● DIRECTIONS FOR THIS TASK:
Output, word for word, the lines of this listing that fall between the line with "validate tool arguments" and the line with "let mut schema", counting both of those lines, and no others.

[Start of Attachment]

#[derive(Debug, Deserialize, JsonSchema, Validate)]
pub struct DependencyTreeArgs {
    /// Name of the package on PyPI
    #[validate(custom = "valid_package_name")]
    pub package_name: String,
    /// Root version; the latest release when omitted
    #[validate(custom = "valid_version")]
    pub version: Option<String>,
    /// Levels to expand (default 3)
    #[validate(range(min = 1, max = 6))]
    pub depth: Option<usize>,
}

#[derive(Debug, Deserialize, JsonSchema, Validate)]
pub struct FileArgs {
    /// Path to a requirements file (.txt or .pip)
    #[validate(length(min = 1))]
    pub file_path: String,
}

#[derive(Debug, Deserialize, JsonSchema, Validate)]
pub struct ScanFileArgs {
    /// Path to a requirements file (.txt or .pip)
    #[validate(length(min = 1))]
    pub file_path: String,
    /// `json` (default) or `markdown`
    #[validate(custom = "valid_report_format")]
    pub format: Option<String>,
}

#[derive(Debug, Deserialize, JsonSchema, Validate)]
pub struct ClearCacheArgs {
    /// Regex over cache keys; everything is cleared when omitted
    #[validate(length(min = 1))]
    pub pattern: Option<String>,
}

/// Decode and validate tool arguments
pub fn parse_args<T>(args: Value) -> Result<T>
where
    T: DeserializeOwned + Validate,
{
    let args = if args.is_null() { json!({}) } else { args };
    let parsed: T = serde_json::from_value(args).map_err(|e| McpError::InvalidArguments {
        message: e.to_string(),
    })?;
    parsed.validate().map_err(|e| McpError::InvalidArguments {
        message: e.to_string(),
    })?;
    Ok(parsed)
}

/// JSON schema for an argument struct, without the meta keys
pub fn input_schema<T: JsonSchema>() -> Value {
    let mut schema =
        serde_json::to_value(schemars::schema_for!(T)).unwrap_or_else(|_| json!({"type": "object"}));
    if let Some(object) = schema.as_object_mut() {
        object.remove("$schema");
        object.remove("title");
        object
            .entry("properties")
            .or_insert_with(|| json!({}));
    }
    schema
}

fn respond<T: Serialize>(tool: &str, result: Result<T>) -> CallToolResult {
    match result {
        Ok(value) => CallToolResult::json(&value),
        Err(e) => {
            tracing::warn!("Tool {} failed: {}", tool, e);
            CallToolResult::error(&e)
        }
    }
}

// ==================== Handler ====================

/// Tool handler
pub struct ToolHandler {
    pypi: Arc<PypiClient>,
    scanner: Arc<SecurityScanner>,
}
//! Configuration management for the PyPI MCP Server
//!
//! Handles paths, environment variables, and upstream endpoints.

use std::path::PathBuf;
use std::time::Duration;

use crate::cache::EvictionStrategy;
use crate::error::{ConfigError, PypiMcpError, Result};

/// Configuration for the PyPI MCP Server
#[derive(Debug, Clone)]
pub struct Config {
    /// Directory for the on-disk cache tier
    pub cache_dir: PathBuf,

    /// Default time-to-live for cached responses
    pub cache_ttl: Duration,

    /// Maximum size of the disk cache in bytes
    pub cache_max_size: u64,

    /// Maximum number of entries kept in memory
    pub memory_cache_size: usize,

    /// Memory eviction strategy
    pub eviction_strategy: EvictionStrategy,

    /// Whether the disk tier is enabled
    pub disk_cache: bool,

    /// User-Agent sent with every request
    pub user_agent: String,

    /// Per-request timeout
    pub timeout: Duration,

    /// Attempts per request for retriable failures
    pub max_retries: u32,

    /// Initial retry backoff
    pub retry_delay: Duration,

    /// Minimum interval between two outgoing requests
    pub min_request_interval: Duration,

    /// PyPI base URL (JSON API, RSS feeds, search)
    pub pypi_url: String,

    /// Package file host
    pub files_url: String,

    /// pypistats.org base URL
    pub stats_url: String,

    /// OSV API base URL
    pub osv_url: String,
}

impl Config {
    /// Create a new configuration from the process environment
    pub fn new() -> Result<Self> {
        Self::from_lookup(|key| std::env::var(key).ok())
    }

    /// Build a configuration from an arbitrary variable lookup
    pub fn from_lookup<F>(lookup: F) -> Result<Self>
    where
        F: Fn(&str) -> Option<String>,
    {
        let parse_u64 = |key: &str| lookup(key).and_then(|v| v.trim().parse::<u64>().ok());

        let cache_dir = lookup("PYPI_CACHE_DIR")
            .map(PathBuf::from)
            .unwrap_or_else(Self::default_cache_dir);

        let eviction_strategy = match lookup("PYPI_EVICTION_STRATEGY") {
            Some(name) => name.parse()?,
            None => EvictionStrategy::Lru,
        };

        let disk_cache = lookup("PYPI_DISK_CACHE")
            .map(|v| !matches!(v.trim().to_ascii_lowercase().as_str(), "0" | "false" | "no" | "off"))
            .unwrap_or(true);

        Ok(Self {
            cache_dir,
            cache_ttl: Duration::from_secs(parse_u64("PYPI_CACHE_TTL").unwrap_or(defaults::CACHE_TTL_SECS)),
            cache_max_size: parse_u64("PYPI_CACHE_MAX_SIZE").unwrap_or(defaults::CACHE_MAX_SIZE),
            memory_cache_size: parse_u64("PYPI_MEMORY_CACHE_SIZE")
                .map(|v| v as usize)
                .unwrap_or(defaults::MEMORY_CACHE_SIZE),
            eviction_strategy,
            disk_cache,
            user_agent: lookup("PYPI_USER_AGENT").unwrap_or_else(defaults::user_agent),
            timeout: Duration::from_secs(parse_u64("PYPI_TIMEOUT").unwrap_or(defaults::TIMEOUT_SECS)),
            max_retries: parse_u64("PYPI_MAX_RETRIES")
                .map(|v| v.max(1) as u32)
                .unwrap_or(defaults::MAX_RETRIES),
            retry_delay: Duration::from_millis(
                parse_u64("PYPI_RETRY_DELAY").unwrap_or(defaults::RETRY_DELAY_MS),
            ),
            min_request_interval: Duration::from_millis(
                parse_u64("PYPI_RATE_LIMIT_MS").unwrap_or(defaults::MIN_REQUEST_INTERVAL_MS),
            ),
            pypi_url: trim_url(lookup("PYPI_BASE_URL").unwrap_or_else(|| endpoints::PYPI.to_string())),
            files_url: trim_url(lookup("PYPI_FILES_URL").unwrap_or_else(|| endpoints::FILES.to_string())),
            stats_url: trim_url(lookup("PYPI_STATS_URL").unwrap_or_else(|| endpoints::PYPISTATS.to_string())),
            osv_url: trim_url(lookup("OSV_API_URL").unwrap_or_else(|| endpoints::OSV.to_string())),
        })
    }

    /// Default cache directory: the user cache dir, else the system temp dir
    fn default_cache_dir() -> PathBuf {
        dirs::cache_dir()
            .map(|dir| dir.join("pypi-mcp"))
            .unwrap_or_else(|| std::env::temp_dir().join("pypi_mcp_cache"))
    }

    /// Create the cache directory if the disk tier is enabled
    pub fn ensure_cache_dir(&self) -> Result<()> {
        if self.disk_cache && !self.cache_dir.exists() {
            std::fs::create_dir_all(&self.cache_dir).map_err(|_| {
                PypiMcpError::Config(ConfigError::DirCreationFailed {
                    path: self.cache_dir.display().to_string(),
                })
            })?;
        }
        Ok(())
    }

    /// Point every upstream endpoint at one base URL (mock servers, mirrors)
    pub fn with_base_url(mut self, base: &str) -> Self {
        let base = trim_url(base.to_string());
        self.pypi_url = base.clone();
        self.files_url = base.clone();
        self.stats_url = base.clone();
        self.osv_url = base;
        self
    }
}

fn trim_url(url: String) -> String {
    url.trim_end_matches('/').to_string()
}

/// Default tuning values
pub mod defaults {
    pub const CACHE_TTL_SECS: u64 = 3600;
    pub const CACHE_MAX_SIZE: u64 = 100 * 1024 * 1024;
    pub const MEMORY_CACHE_SIZE: usize = 1024;
    pub const TIMEOUT_SECS: u64 = 10;
    pub const MAX_RETRIES: u32 = 3;
    pub const RETRY_DELAY_MS: u64 = 1000;
    pub const MIN_REQUEST_INTERVAL_MS: u64 = 100;

    pub fn user_agent() -> String {
        format!("pypi-mcp-server/{}", env!("CARGO_PKG_VERSION"))
    }
}

/// Upstream endpoints
pub mod endpoints {
    /// PyPI JSON API, RSS feeds and search page
    pub const PYPI: &str = "https://pypi.org";

    /// Package file host
    pub const FILES: &str = "https://files.pythonhosted.org";

    /// Download statistics
    pub const PYPISTATS: &str = "https://pypistats.org";

    /// Open Source Vulnerabilities database
    pub const OSV: &str = "https://api.osv.dev";

    /// OSV ecosystem name for Python packages
    pub const OSV_ECOSYSTEM: &str = "PyPI";
}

[End of Attachment]

● RESULT OF THE TASK:
/// Decode and validate tool arguments
pub fn parse_args<T>(args: Value) -> Result<T>
where
    T: DeserializeOwned + Validate,
{
    let args = if args.is_null() { json!({}) } else { args };
    let parsed: T = serde_json::from_value(args).map_err(|e| McpError::InvalidArguments {
        message: e.to_string(),
    })?;
    parsed.validate().map_err(|e| McpError::InvalidArguments {
        message: e.to_string(),
    })?;
    Ok(parsed)
}

/// JSON schema for an argument struct, without the meta keys
pub fn input_schema<T: JsonSchema>() -> Value {
    let mut schema =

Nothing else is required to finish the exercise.